Chet wordmark with orange bowtie Chet wordmark with orange bowtie

Book Review: The Millionaire Next Door đź“š

As a Dave Ramsey listener of eight years, I’ve heard time and again the statistics that Dave uses when talking about the “typical” millionaire. It took me long enough, but I finally read the book that serves as the research basis for so much of Ramsey’s philosophy of money.

Written by the late Dr. Thomas Stanley, The Millionaire Next Door is a book full of myth-busting. So much of the detailed research completed by Stanley and his research partners repudiates common misconceptions about what a typical millionaire lifestyle is like.

In essence, Stanley’s book reveals this truth: those who look rich, those who live a high-consumption lifestyle, seldom have any actual wealth. The typical millionaire drives a modest used car, doesn’t live in the richest neighborhoods, wears average clothes, shops at discount stores, and became rich through diligent work over time. Most millionaires are first-generation wealthy, and received no substantial financial assistance from family, friends, or the lottery. In other words, they worked hard, lived below their means, and saved money.

Stanley outlines the two strategies required to become wealthy: offense and defense. Even if someone has a good income, if they live a high-consumption lifestyle, they’ll never get ahead. This is especially true for married couples. If one spouse makes a great income, and the other spends it all, there’s no traction to be gained. You have to have the offense of steady income and the defense of good fiscal management and budgeting. Stanley also notes that even people making an average annual income, over the course of their working career, can become millionaires.

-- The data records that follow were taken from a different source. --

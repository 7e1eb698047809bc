use std::sync::Arc;

use log::{debug, warn};

use crate::domain::entities::query::{normalize_page, normalize_page_size, QueryParams, ResultPage};
use crate::domain::entities::record::{Record, SortColumn};
use crate::usecase::pipeline;
use crate::usecase::ports::source::{RecordSource, Snapshot};

pub type Params<R> = QueryParams<<R as Record>::Column, <R as Record>::Category>;

struct Memo<R: Record> {
    version: Option<u64>,
    params: Params<R>,
    page: ResultPage<R>,
}

/// Query state of one open list view.
///
/// The result page is derived lazily: `result` re-runs the pipeline only
/// when the source version or the parameters changed since the last call.
/// Every derivation writes the clamped page back into the parameters.
pub struct ViewController<R: Record> {
    source: Arc<dyn RecordSource<R>>,
    params: Params<R>,
    snapshot: Option<Snapshot<R>>,
    memo: Option<Memo<R>>,
    derivations: u64,
    on_select: Option<Box<dyn FnMut(&str)>>,
}

impl<R: Record> ViewController<R> {
    pub fn new(source: Arc<dyn RecordSource<R>>, params: Params<R>) -> Self {
        Self {
            source,
            params,
            snapshot: None,
            memo: None,
            derivations: 0,
            on_select: None,
        }
    }

    /// Opens a view with the record type's default parameters.
    pub fn with_defaults(source: Arc<dyn RecordSource<R>>) -> Self {
        Self::new(source, R::default_query())
    }

    pub fn params(&self) -> &Params<R> {
        &self.params
    }

    /// Number of times the pipeline actually ran.
    pub fn derivations(&self) -> u64 {
        self.derivations
    }

    pub fn result(&mut self) -> &ResultPage<R> {
        self.sync_snapshot();
        let version = self.snapshot.as_ref().map(|snapshot| snapshot.version);

        let memo = match self.memo.take() {
            Some(memo) if memo.version == version && memo.params == self.params => memo,
            _ => {
                let records = self
                    .snapshot
                    .as_ref()
                    .map(|snapshot| snapshot.records.as_slice())
                    .unwrap_or(&[]);
                let page = pipeline::run(records, &self.params);
                self.params.page = page.page;
                self.derivations += 1;
                debug!(
                    "derived {} ({} matching, {} per page)",
                    page.label(),
                    page.total_items,
                    self.params.page_size
                );
                Memo {
                    version,
                    params: self.params.clone(),
                    page,
                }
            }
        };

        &self.memo.insert(memo).page
    }

    fn sync_snapshot(&mut self) {
        let current = self.source.version();
        if matches!(&self.snapshot, Some(snapshot) if snapshot.version == current) {
            return;
        }
        match self.source.list() {
            Ok(snapshot) => self.snapshot = Some(snapshot),
            Err(err) => warn!("record source read failed, keeping last snapshot: {err}"),
        }
    }

    pub fn set_search(&mut self, text: impl Into<String>) {
        self.params.search = text.into();
        self.params.page = 1;
    }

    pub fn set_category(&mut self, category: Option<R::Category>) {
        self.params.category = category;
        self.params.page = 1;
    }

    /// Same column flips the direction and keeps the page; a new column
    /// sorts ascending from page 1.
    pub fn set_sort_column(&mut self, column: R::Column) {
        if column == self.params.sort_column {
            self.params.direction = self.params.direction.flipped();
        } else {
            self.params.sort_column = column;
            self.params.direction = Default::default();
            self.params.page = 1;
        }
    }

    pub fn set_sort_column_by_name(&mut self, name: &str) {
        self.set_sort_column(R::Column::parse(name));
    }

    pub fn set_page_size(&mut self, page_size: i64) {
        self.params.page_size = normalize_page_size(page_size);
        self.params.page = 1;
    }

    pub fn set_page(&mut self, page: i64) {
        self.params.page = normalize_page(page);
        self.result();
    }

    pub fn next_page(&mut self) {
        let total_pages = self.result().total_pages;
        self.params.page = (self.params.page + 1).min(total_pages);
    }

    pub fn prev_page(&mut self) {
        self.result();
        self.params.page = self.params.page.saturating_sub(1).max(1);
    }

    pub fn set_on_select<F>(&mut self, callback: F)
    where
        F: FnMut(&str) + 'static,
    {
        self.on_select = Some(Box::new(callback));
    }

    /// Fires the selection callback when `id` is in the current snapshot.
    pub fn select(&mut self, id: &str) -> bool {
        self.sync_snapshot();
        let known = self
            .snapshot
            .as_ref()
            .is_some_and(|snapshot| snapshot.find(id).is_some());
        match (&mut self.on_select, known) {
            (Some(callback), true) => {
                callback(id);
                true
            }
            _ => false,
        }
    }
}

In the book, Stanley also looks critically at the transfer of generational wealth and connection between millionaire parents and the outcomes for their children. He details the data points in his research that point to whether the children of millionaires will themselves prosper or if they’ll turn out to be unemployed trust fund babies.

The book was a really quick read and fascinating. I’m appreciative of Stanley’s work and deeply regret his untimely passing a few years ago. If I decide to come back to this subject, I will undoubtedly pick up his book, Stop Acting Rich.